La monnaie fait société, et érige les bases des relations humaines au sein d’un groupe structuré et hiérarchisé. Aboutissant le troc, elle pose de nouvelles fonctions sociales et modifie profondément les structures communautaires.
En Martinique, elle a joué un rôle de premier ordre, de l’érection de la société coloniale jusqu’à l’avènement de la structure sociale actuelle de l’île : la monnaie, cette petite bête parfois sonnante, parfois trébuchante, qui s’est installée au cœur des bourses ne cesse plus, depuis lors, de surprendre et d’étonner.
Le don amérindien
Bien avant elle, précédent tout autant l’arrivée des premiers colons, les échanges entre populations amérindiennes prenaient des formes et significations tout à fait diverses : le troc, don et contre-don chez les améridiens, fondent un réseau de relation et établissent en communauté les Kalinas insulaire et les Galibis du continent.
A partir de la moitié du XVIIe siècle, l’arrivée des européens ajoute un groupe aux échanges et modifie profondément la structure économique et sociale de ces interactions, fondant l’apparition d’un troc monétarisé : Ici, la monnaie se constitue de bric et de broc, fondue à la fois dans l’utilitarisme et les prémices d’une quantification, sur la base de grilles de valeurs.
L’économie coloniale
Les premières monnaies coloniales son introduites avec le début de l’exploitation agricole de la Martinique et la traite négrière. Difficulté première pour l’île, disposer d’un numéraire métallique suffisant pour assurer le fonctionnement de son économie. Sous, sols, deniers ou gourdes, tous types de monnaies s’échangent alors, de Saint-Domingue à la Martinique ou la Métropole : en argent, or ou parfois bronze, ces pièces formalisent le commerce régional et local, et la multiplicité des monnaies tente de compenser leur insuffisance.

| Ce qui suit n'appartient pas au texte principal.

use serde::{Deserialize, Serialize};
use time::format_description::well_known::Rfc3339;
use time::OffsetDateTime;

use crate::{PipelineError, SourceKind, ValidationError};

/// Standard response envelope for all `econplot` machine-readable outputs.
#[derive(Debug, Clone, PartialEq, Serialize, Deserialize)]
pub struct Envelope<T> {
    pub meta: EnvelopeMeta,
    pub data: T,
    #[serde(default, skip_serializing_if = "Vec::is_empty")]
    pub errors: Vec<EnvelopeError>,
}

impl<T> Envelope<T> {
    pub fn success(meta: EnvelopeMeta, data: T) -> Self {
        Self {
            meta,
            data,
            errors: Vec::new(),
        }
    }

    pub fn with_errors(
        meta: EnvelopeMeta,
        data: T,
        errors: Vec<EnvelopeError>,
    ) -> Result<Self, ValidationError> {
        meta.validate_schema_compliance()?;
        for error in &errors {
            error.validate()?;
        }

        Ok(Self { meta, data, errors })
    }
}

/// Metadata attached to every envelope.
#[derive(Debug, Clone, PartialEq, Eq, Serialize, Deserialize)]
pub struct EnvelopeMeta {
    pub request_id: String,
    pub schema_version: String,
    /// RFC 3339 UTC timestamp.
    pub generated_at: String,
    pub source_chain: Vec<SourceKind>,
    pub latency_ms: u64,
    #[serde(default, skip_serializing_if = "Vec::is_empty")]
    pub warnings: Vec<String>,
}

impl EnvelopeMeta {
    pub fn new(
        request_id: impl Into<String>,
        schema_version: impl Into<String>,
        source_chain: Vec<SourceKind>,
        latency_ms: u64,
    ) -> Result<Self, ValidationError> {
        let meta = Self {
            request_id: request_id.into(),
            schema_version: schema_version.into(),
            generated_at: OffsetDateTime::now_utc()
                .format(&Rfc3339)
                .unwrap_or_default(),
            source_chain,
            latency_ms,
            warnings: Vec::new(),
        };
        meta.validate_schema_compliance()?;
        Ok(meta)
    }

    pub fn push_warning(&mut self, warning: impl Into<String>) {
        self.warnings.push(warning.into());
    }

    pub fn validate_schema_compliance(&self) -> Result<(), ValidationError> {
        if self.request_id.trim().len() < 8 {
            return Err(ValidationError::InvalidRequestId);
        }

        if !is_valid_schema_version(&self.schema_version) {
            return Err(ValidationError::InvalidSchemaVersion {
                value: self.schema_version.clone(),
            });
        }

        Ok(())
    }
}

/// Structured error payload for failed responses.
#[derive(Debug, Clone, PartialEq, Eq, Serialize, Deserialize)]
pub struct EnvelopeError {
    pub code: String,
    pub message: String,
    #[serde(skip_serializing_if = "Option::is_none")]
    pub identifier: Option<String>,
    #[serde(skip_serializing_if = "Option::is_none")]
    pub source: Option<SourceKind>,
}

impl EnvelopeError {
    pub fn new(
        code: impl Into<String>,
        message: impl Into<String>,
    ) -> Result<Self, ValidationError> {
        let error = Self {
            code: code.into(),
            message: message.into(),
            identifier: None,
            source: None,
        };
        error.validate()?;
        Ok(error)
    }

    pub fn with_identifier(mut self, identifier: impl Into<String>) -> Self {
        self.identifier = Some(identifier.into());
        self
    }

    pub fn with_source(mut self, source: SourceKind) -> Self {
        self.source = Some(source);
        self
    }

    pub fn validate(&self) -> Result<(), ValidationError> {
        if self.code.trim().is_empty() {
            return Err(ValidationError::EmptyErrorCode);
        }

        if self.message.trim().is_empty() {
            return Err(ValidationError::EmptyErrorMessage);
        }

        Ok(())
    }
}

impl From<&PipelineError> for EnvelopeError {
    fn from(error: &PipelineError) -> Self {
        Self {
            code: error.code().to_owned(),
            message: error.to_string(),
            identifier: error.identifier().map(str::to_owned),
            source: error.source_kind(),
        }
    }
}

fn is_valid_schema_version(value: &str) -> bool {
    let Some(version) = value.strip_prefix('v') else {
        return false;
    };

    let mut parts = version.split('.');
    let major = parts.next();
    let minor = parts.next();
    let patch = parts.next();

    if parts.next().is_some() {
        return false;
    }

    [major, minor, patch].iter().all(|part| {
        part.is_some_and(|segment| {
            !segment.is_empty() && segment.chars().all(|ch| ch.is_ascii_digit())
        })
    })
}
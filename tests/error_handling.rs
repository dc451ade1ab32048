//! Behaviour tests for request rejection and failure reporting.
//!
//! Every rejection that can be decided from the request alone must happen
//! before any source is asked for data.

#[path = "support/mod.rs"]
mod support;

use std::sync::atomic::Ordering;
use std::sync::Arc;

use econplot_core::{
    EnvelopeError, PipelineError, PipelineRequest, SeriesPipeline, SeriesRequest, SeriesRouter,
    SeriesSource, SourceErrorKind, SourceKind, TransformConfig,
};
use support::{date, monthly, points, RecordingSource};

fn router_of(sources: Vec<RecordingSource>) -> SeriesPipeline {
    let sources: Vec<Arc<dyn SeriesSource>> = sources
        .into_iter()
        .map(|source| Arc::new(source) as Arc<dyn SeriesSource>)
        .collect();
    SeriesPipeline::new(Arc::new(SeriesRouter::new(sources)))
}

// =============================================================================
// Conflicting transforms
// =============================================================================

#[tokio::test]
async fn when_percent_and_year_over_year_are_combined_nothing_is_fetched() {
    // Given: a healthy source
    let source = RecordingSource::new(SourceKind::Fred)
        .with_series("CPIAUCSL", points(&monthly(2020, 24), &[1.0; 24]));
    let calls = source.calls();
    let pipeline = router_of(vec![source]);

    // When: percent change and year-over-year are both requested
    let transform = TransformConfig {
        apply_change: true,
        as_percent: true,
        as_year_over_year: true,
        periods_per_year: Some(12),
    };
    let request = PipelineRequest::new(
        vec![SeriesRequest::fred("CPIAUCSL").expect("valid")],
        date("2000-01-01"),
    )
    .with_transform(transform);
    let error = pipeline.run(&request).await.expect_err("conflict must fail");

    // Then: the run stops with a conflict and the source was never called
    assert!(matches!(error, PipelineError::Conflict(_)));
    assert_eq!(error.code(), "pipeline.conflict");
    assert_eq!(calls.load(Ordering::SeqCst), 0);
}

#[tokio::test]
async fn percent_with_year_over_year_conflicts_even_without_change() {
    let transform = TransformConfig {
        as_percent: true,
        as_year_over_year: true,
        ..TransformConfig::none()
    };

    assert!(transform.validate().is_err());
}

// =============================================================================
// Invalid sources
// =============================================================================

#[test]
fn unknown_source_tag_names_the_offending_series() {
    // When: the second of three series carries an unknown tag
    let result = PipelineRequest::from_specs(
        [("UNRATE", "fred"), ("GDP", "worldbank"), ("x.csv", "file")],
        date("2000-01-01"),
    );

    // Then: the error names that series and its tag
    let error = result.expect_err("unknown tag must fail");
    assert!(matches!(
        error,
        PipelineError::InvalidSource { ref identifier, ref source_tag }
            if identifier == "GDP" && source_tag == "worldbank"
    ));
    assert_eq!(error.identifier(), Some("GDP"));
}

#[tokio::test]
async fn when_a_later_series_has_no_adapter_earlier_series_are_not_fetched() {
    // Given: only FRED is registered
    let source = RecordingSource::new(SourceKind::Fred)
        .with_series("UNRATE", points(&monthly(2020, 3), &[1.0; 3]));
    let calls = source.calls();
    let pipeline = router_of(vec![source]);

    // When: a BLS series follows a FRED one
    let request = PipelineRequest::new(
        vec![
            SeriesRequest::fred("UNRATE").expect("valid"),
            SeriesRequest::bls("LNS14000000").expect("valid"),
        ],
        date("2000-01-01"),
    );
    let error = pipeline.run(&request).await.expect_err("unregistered source must fail");

    // Then: the BLS series is reported and FRED was never called
    assert_eq!(error.code(), "pipeline.invalid_source");
    assert_eq!(error.identifier(), Some("LNS14000000"));
    assert_eq!(calls.load(Ordering::SeqCst), 0);
}

#[tokio::test]
async fn empty_request_is_rejected() {
    let pipeline = router_of(vec![RecordingSource::new(SourceKind::Fred)]);

    let request = PipelineRequest::new(Vec::new(), date("2000-01-01"));
    let error = pipeline.run(&request).await.expect_err("empty request must fail");

    assert!(matches!(error, PipelineError::EmptyRequest));
}

#[test]
fn blank_identifier_is_a_validation_error() {
    let error = PipelineRequest::from_specs([("  ", "fred")], date("2000-01-01"))
        .expect_err("blank identifier must fail");

    assert_eq!(error.code(), "pipeline.validation");
}

// =============================================================================
// Fetch failures
// =============================================================================

#[tokio::test]
async fn when_a_fetch_fails_the_run_stops_and_names_series_and_source() {
    // Given: FRED knows A but not B, BLS knows C
    let fred = RecordingSource::new(SourceKind::Fred)
        .with_series("A", points(&monthly(2020, 3), &[1.0; 3]));
    let bls = RecordingSource::new(SourceKind::Bls)
        .with_series("C", points(&monthly(2020, 3), &[1.0; 3]));
    let fred_calls = fred.calls();
    let bls_calls = bls.calls();
    let pipeline = router_of(vec![fred, bls]);

    // When: A, B, C are requested in that order
    let request = PipelineRequest::from_specs(
        [("A", "fred"), ("B", "fred"), ("C", "bls")],
        date("2000-01-01"),
    )
    .expect("known tags");
    let error = pipeline.run(&request).await.expect_err("B must fail");

    // Then: B is reported and C was never requested
    let PipelineError::Fetch {
        ref identifier,
        source_kind,
        ref cause,
    } = error
    else {
        panic!("expected fetch error, got {error:?}");
    };
    assert_eq!(identifier, "B");
    assert_eq!(source_kind, SourceKind::Fred);
    assert_eq!(cause.kind(), SourceErrorKind::NotFound);
    assert_eq!(fred_calls.load(Ordering::SeqCst), 2);
    assert_eq!(bls_calls.load(Ordering::SeqCst), 0);
}

#[tokio::test]
async fn fetch_failure_becomes_structured_envelope_error() {
    let pipeline = router_of(vec![RecordingSource::new(SourceKind::Bls)]);
    let request = PipelineRequest::new(
        vec![SeriesRequest::bls("MISSING").expect("valid")],
        date("2000-01-01"),
    );

    let error = pipeline.run(&request).await.expect_err("unknown series must fail");
    let envelope_error = EnvelopeError::from(&error);

    assert_eq!(envelope_error.code, "pipeline.fetch");
    assert_eq!(envelope_error.identifier.as_deref(), Some("MISSING"));
    assert_eq!(envelope_error.source, Some(SourceKind::Bls));
    assert!(envelope_error.message.contains("MISSING"));
    assert!(envelope_error.validate().is_ok());
}
use std::sync::Arc;

use serde::Deserialize;

use crate::config::{SourceConfig, FRED_API_KEY_ENV};
use crate::data_source::{FetchFuture, FetchRequest, SeriesSource, SourceError, SourceStatus};
use crate::http_client::{HttpClient, HttpRequest};
use crate::{Observation, ObservationDate, RawSeries, SourceKind};

const FRED_OBSERVATIONS_URL: &str = "https://api.stlouisfed.org/fred/series/observations";

/// Marker FRED uses for an observation with no value.
const FRED_MISSING_VALUE: &str = ".";

/// Federal Reserve Economic Data adapter (`series/observations` endpoint).
#[derive(Clone)]
pub struct FredAdapter {
    http_client: Arc<dyn HttpClient>,
    api_key: Option<String>,
    base_url: String,
    timeout_ms: u64,
}

impl FredAdapter {
    pub fn new(http_client: Arc<dyn HttpClient>, api_key: Option<String>) -> Self {
        Self {
            http_client,
            api_key,
            base_url: String::from(FRED_OBSERVATIONS_URL),
            timeout_ms: SourceConfig::default().timeout_ms,
        }
    }

    pub fn from_config(http_client: Arc<dyn HttpClient>, config: &SourceConfig) -> Self {
        Self::new(http_client, config.fred_api_key.clone()).with_timeout_ms(config.timeout_ms)
    }

    pub fn with_base_url(mut self, base_url: impl Into<String>) -> Self {
        self.base_url = base_url.into();
        self
    }

    pub fn with_timeout_ms(mut self, timeout_ms: u64) -> Self {
        self.timeout_ms = timeout_ms;
        self
    }

    fn observations_url(&self, req: &FetchRequest, api_key: &str) -> String {
        let mut url = format!(
            "{}?series_id={}&api_key={}&file_type=json",
            self.base_url,
            urlencoding::encode(&req.identifier),
            urlencoding::encode(api_key),
        );
        if let Some(start) = req.start {
            url.push_str("&observation_start=");
            url.push_str(&start.format_iso());
        }
        url
    }

    #[tracing::instrument(name = "fred.fetch", skip_all, fields(series = %req.identifier))]
    async fn fetch_observations(&self, req: FetchRequest) -> Result<RawSeries, SourceError> {
        let Some(api_key) = self.api_key.as_deref() else {
            return Err(SourceError::missing_credentials(format!(
                "FRED requires an API key; set {FRED_API_KEY_ENV}"
            )));
        };

        let request =
            HttpRequest::get(self.observations_url(&req, api_key)).with_timeout_ms(self.timeout_ms);

        let response = self
            .http_client
            .execute(request)
            .await
            .map_err(|e| SourceError::unavailable(format!("fred transport error: {}", e.message())))?;

        if !response.is_success() {
            return Err(classify_failure(&req.identifier, response.status, &response.body));
        }

        let series = parse_observations(&req.identifier, &response.body)?;
        tracing::debug!(observations = series.len(), "fred series fetched");
        Ok(series)
    }
}

impl SeriesSource for FredAdapter {
    fn kind(&self) -> SourceKind {
        SourceKind::Fred
    }

    fn fetch<'a>(&'a self, req: FetchRequest) -> FetchFuture<'a> {
        Box::pin(self.fetch_observations(req))
    }

    fn status(&self) -> SourceStatus {
        if self.api_key.is_some() {
            SourceStatus::ready(SourceKind::Fred)
        } else {
            SourceStatus::missing_credentials(
                SourceKind::Fred,
                format!("set {FRED_API_KEY_ENV} or pass --fred-api-key"),
            )
        }
    }
}

#[derive(Debug, Deserialize)]
struct FredObservationsResponse {
    #[serde(default)]
    observations: Vec<FredObservation>,
    #[serde(default)]
    error_message: Option<String>,
}

#[derive(Debug, Deserialize)]
struct FredObservation {
    date: String,
    value: String,
}

#[derive(Debug, Deserialize)]
struct FredErrorResponse {
    #[serde(default)]
    error_message: Option<String>,
}

fn classify_failure(identifier: &str, status: u16, body: &str) -> SourceError {
    let upstream_message = serde_json::from_str::<FredErrorResponse>(body)
        .ok()
        .and_then(|payload| payload.error_message);

    match upstream_message {
        Some(message) if message.contains("does not exist") => {
            SourceError::not_found(format!("fred series '{identifier}': {message}"))
        }
        Some(message) => SourceError::upstream(format!("fred returned status {status}: {message}")),
        None => SourceError::unavailable(format!("fred returned status {status}")),
    }
}

fn parse_observations(identifier: &str, body: &str) -> Result<RawSeries, SourceError> {
    let payload: FredObservationsResponse = serde_json::from_str(body)
        .map_err(|e| SourceError::parse(format!("failed to parse fred response: {e}")))?;

    if let Some(message) = payload.error_message {
        return Err(SourceError::upstream(format!("fred error: {message}")));
    }

    let mut observations = Vec::with_capacity(payload.observations.len());
    let mut missing = 0usize;
    for raw in payload.observations {
        let value = raw.value.trim();
        if value == FRED_MISSING_VALUE || value.is_empty() {
            missing += 1;
            continue;
        }

        let date = ObservationDate::parse(&raw.date)
            .map_err(|e| SourceError::parse(format!("fred observation date: {e}")))?;
        let value = value.parse::<f64>().map_err(|_| {
            SourceError::parse(format!("fred observation value '{value}' on {date} is not numeric"))
        })?;
        observations.push(Observation::new(date, value));
    }

    if missing > 0 {
        tracing::warn!(series = %identifier, missing, "fred reported missing observations; skipping them");
    }

    Ok(RawSeries::new(identifier, SourceKind::Fred, observations))
}
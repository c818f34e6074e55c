//! Constants for the client core
//!
//! This module contains all constants used throughout the client core.

// Factory contract
pub const FACTORY_ABI_JSON: &[u8] = include_bytes!("../../abi/MemeTokenFactory.json");
pub const GET_ALL_TOKENS_METHOD: &str = "getAllMemeTokens";
pub const CREATE_TOKEN_METHOD: &str = "createMemeToken";
pub const TOKEN_RECORD_FIELDS: usize = 7;

// Transaction constants
pub const CREATION_FEE_WEI: u64 = 100_000_000_000_000; // 0.0001 ETH
pub const CREATION_GAS_LIMIT: u64 = 500_000;
pub const RECEIPT_CONFIRMATIONS: usize = 1;

// Units
pub const DISPLAY_DECIMALS: u32 = 18;
pub const NATIVE_CURRENCY_SYMBOL: &str = "ETH";

// Token economics shown next to the creation form
pub const MAX_SUPPLY_TOKENS: u64 = 1_000_000;
pub const INITIAL_MINT_TOKENS: u64 = 200_000;
pub const FUNDING_TARGET: &str = "24";

// Wallet provider error codes (EIP-1193) and node error codes
pub const USER_REJECTED_CODE: i64 = 4001;
pub const UNAUTHORIZED_CODE: i64 = 4100;
pub const EXECUTION_REVERTED_CODE: i64 = 3;

pub const WALLET_INSTALL_URL: &str = "https://trustwallet.com/browser-extension";

// Configuration
pub const RPC_URL_ENV: &str = "MEMEFACTORY_RPC_URL";
pub const CONTRACT_ADDRESS_ENV: &str = "MEMEFACTORY_CONTRACT_ADDRESS";
pub const PRIVATE_KEY_ENV: &str = "MEMEFACTORY_PRIVATE_KEY";
pub const DEFAULT_RPC_URL: &str = "http://127.0.0.1:8545";
//! Error handling for the client core
//!
//! Raw failures from the wallet provider, the chain endpoint and the core's own
//! precondition checks are collected in [`ClientError`]. They are turned into
//! user-facing categories by [`crate::core::classifier::classify`].

use ethers::providers::{JsonRpcError, MiddlewareError, ProviderError};
use thiserror::Error;

/// Raw client error type
#[derive(Error, Debug, Clone)]
pub enum ClientError {
    #[error("No wallet provider available")]
    NoWalletProvider,

    #[error(
        "Wallet provider error{}: {message}",
        .code.map(|c| format!(" {c}")).unwrap_or_default()
    )]
    Wallet { code: Option<i64>, message: String },

    #[error("Wallet is not connected")]
    NotConnected,

    #[error("Invalid contract address: {0}")]
    InvalidContractAddress(String),

    #[error("Network error: {0}")]
    Network(String),

    #[error("JSON-RPC error {code}: {message}")]
    Rpc {
        code: i64,
        message: String,
        data: Option<String>,
    },

    #[error("Malformed response: {0}")]
    MalformedResponse(String),

    #[error("Transaction reverted: {0}")]
    Reverted(String),

    #[error("Configuration error: {0}")]
    Config(String),

    #[error("Internal error: {0}")]
    Internal(String),
}

impl ClientError {
    /// Create a wallet provider error
    pub fn wallet(code: Option<i64>, message: impl Into<String>) -> Self {
        Self::Wallet {
            code,
            message: message.into(),
        }
    }

    /// Create an invalid contract address error
    pub fn invalid_contract_address(message: impl Into<String>) -> Self {
        Self::InvalidContractAddress(message.into())
    }

    /// Create a network error
    pub fn network(message: impl Into<String>) -> Self {
        Self::Network(message.into())
    }

    /// Create a malformed response error
    pub fn malformed_response(message: impl Into<String>) -> Self {
        Self::MalformedResponse(message.into())
    }

    /// Create a reverted transaction error
    pub fn reverted(message: impl Into<String>) -> Self {
        Self::Reverted(message.into())
    }

    /// Create a configuration error
    pub fn config(message: impl Into<String>) -> Self {
        Self::Config(message.into())
    }

    /// Create an internal error
    pub fn internal(message: impl Into<String>) -> Self {
        Self::Internal(message.into())
    }

    pub fn from_json_rpc(err: &JsonRpcError) -> Self {
        Self::Rpc {
            code: err.code,
            message: err.message.clone(),
            data: err.data.as_ref().map(|d| d.to_string()),
        }
    }

    /// Convert a provider error, keeping the JSON-RPC payload when present.
    ///
    /// Only transport failures become [`ClientError::Network`].
    pub fn from_provider(err: ProviderError) -> Self {
        if let Some(resp) = err.as_error_response() {
            return Self::from_json_rpc(resp);
        }
        if let Some(serde_err) = err.as_serde_error() {
            return Self::malformed_response(format!("Invalid node response: {}", serde_err));
        }
        match err {
            ProviderError::JsonRpcClientError(_) | ProviderError::HTTPError(_) => {
                Self::network(err.to_string())
            }
            other => Self::internal(other.to_string()),
        }
    }
}

impl From<ProviderError> for ClientError {
    fn from(err: ProviderError) -> Self {
        Self::from_provider(err)
    }
}

impl From<ethers::abi::Error> for ClientError {
    fn from(err: ethers::abi::Error) -> Self {
        Self::malformed_response(format!("ABI decoding error: {}", err))
    }
}

impl From<serde_json::Error> for ClientError {
    fn from(err: serde_json::Error) -> Self {
        Self::internal(format!("JSON error: {}", err))
    }
}

/// Rejection reasons for a token creation form
#[derive(Error, Debug, Clone, PartialEq, Eq)]
pub enum ValidationError {
    #[error("Token name cannot be empty")]
    EmptyName,

    #[error("Ticker symbol cannot be empty")]
    EmptySymbol,

    #[error("Invalid image URL: {0}")]
    InvalidImageUrl(String),
}

impl From<url::ParseError> for ValidationError {
    fn from(err: url::ParseError) -> Self {
        Self::InvalidImageUrl(err.to_string())
    }
}

#[cfg(test)]
mod tests {
    use super::*;

    #[test]
    fn test_client_error_creation() {
        let network_error = ClientError::network("connection refused");
        let malformed = ClientError::malformed_response("missing field");
        let wallet = ClientError::wallet(Some(4001), "User rejected the request.");

        assert!(matches!(network_error, ClientError::Network(_)));
        assert!(matches!(malformed, ClientError::MalformedResponse(_)));
        assert!(matches!(wallet, ClientError::Wallet { code: Some(4001), .. }));
    }

    #[test]
    fn test_json_rpc_conversion() {
        let rpc = JsonRpcError {
            code: 3,
            message: "execution reverted: fee".to_string(),
            data: Some(serde_json::json!("0x08c379a0")),
        };
        match ClientError::from_json_rpc(&rpc) {
            ClientError::Rpc { code, message, data } => {
                assert_eq!(code, 3);
                assert_eq!(message, "execution reverted: fee");
                assert_eq!(data.as_deref(), Some("\"0x08c379a0\""));
            }
            other => panic!("unexpected error: {other:?}"),
        }
    }

    #[test]
    fn test_non_transport_provider_errors_are_internal() {
        let ens: ClientError = ProviderError::EnsError("memes.eth".to_string()).into();
        assert!(matches!(ens, ClientError::Internal(_)));

        let custom: ClientError = ProviderError::CustomError("bad filter".to_string()).into();
        assert!(matches!(custom, ClientError::Internal(_)));

        let signer: ClientError = ProviderError::SignerUnavailable.into();
        assert!(matches!(signer, ClientError::Internal(_)));
    }

    #[test]
    fn test_error_display() {
        let error = ClientError::wallet(Some(4001), "User rejected");
        assert_eq!(error.to_string(), "Wallet provider error 4001: User rejected");

        let error = ClientError::wallet(None, "locked");
        assert_eq!(error.to_string(), "Wallet provider error: locked");
    }

    #[test]
    fn test_url_error_conversion() {
        let err: ValidationError = url::Url::parse("not a url").unwrap_err().into();
        assert!(matches!(err, ValidationError::InvalidImageUrl(_)));
    }
}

Autre stratégie mise en place pour monnaies de nécessité, dans les premiers temps d’une émission monétaire balbutiante, ont largement contribué à l’organisation économique de l’île : les Caïdons investissent les magasins généraux des usines sucrières, tandis que les marrons gonflent les poches des charbonnières et autre porteurs de bananes. Autre marqueur, autre héritage, on thésaurise volontiers en investissant dans les bijoux, grains d’or et colliers chou, dont l’or massif semble rassurer et stabiliser.
Entre modernité et tradition, le temps de l’adaptation
La première Banque de l’île, qui deviendra la Banque des Antilles Françaises, s’installe près de deux siècles plus tard, avec la loi d’indemnisation des colons.
Dans cette période de forte évolution de la structure économique de l’île, c’est le numéraire normalisé qui tente de s’imposer.
A partir de 1959, c’est la chatoyante émission de l’IEDOM (institut d’émission des DOM) qui investit les échanges et colore plus encore le quotidien de la Martinique. Frappés jusqu’en 1975, date à laquelle le Franc métropolitain s’impose sur l’île, ces billets martiniquais parfois imprimés sur l’île, à l’instar des détonants billets Bezaudins, prennent aussi des types américains ou anglais, représentant régulièrement les scènes industrielles ou quotidiennes de la vie des martiniquais.
Ce qui marque surtout l’histoire monétaire de la Martinique, c’est l’ingéniosité avec laquelle toute une population a pu se jouer de codes économiques libéraux et européens pour les adapter à un contexte insulaire très particulier. Les carnets, les paiements différés quant à eux restent les marqueurs puissants d’une société parcourue de solidarité et tressée dans la confiance.
Renouvelés dans leur forme, ils se préservent dans leur inspiration, celle d’un groupe social historiquement lié. L’entraide ne faiblit pas, et les héritages du Koudmin, des sociétés de secours mutuels ou même du sussu, cette cagnotte au bénéficiaire tournant continuent de tirer la bourre à une économie de consommation qui se mondialise et perd en particularismes.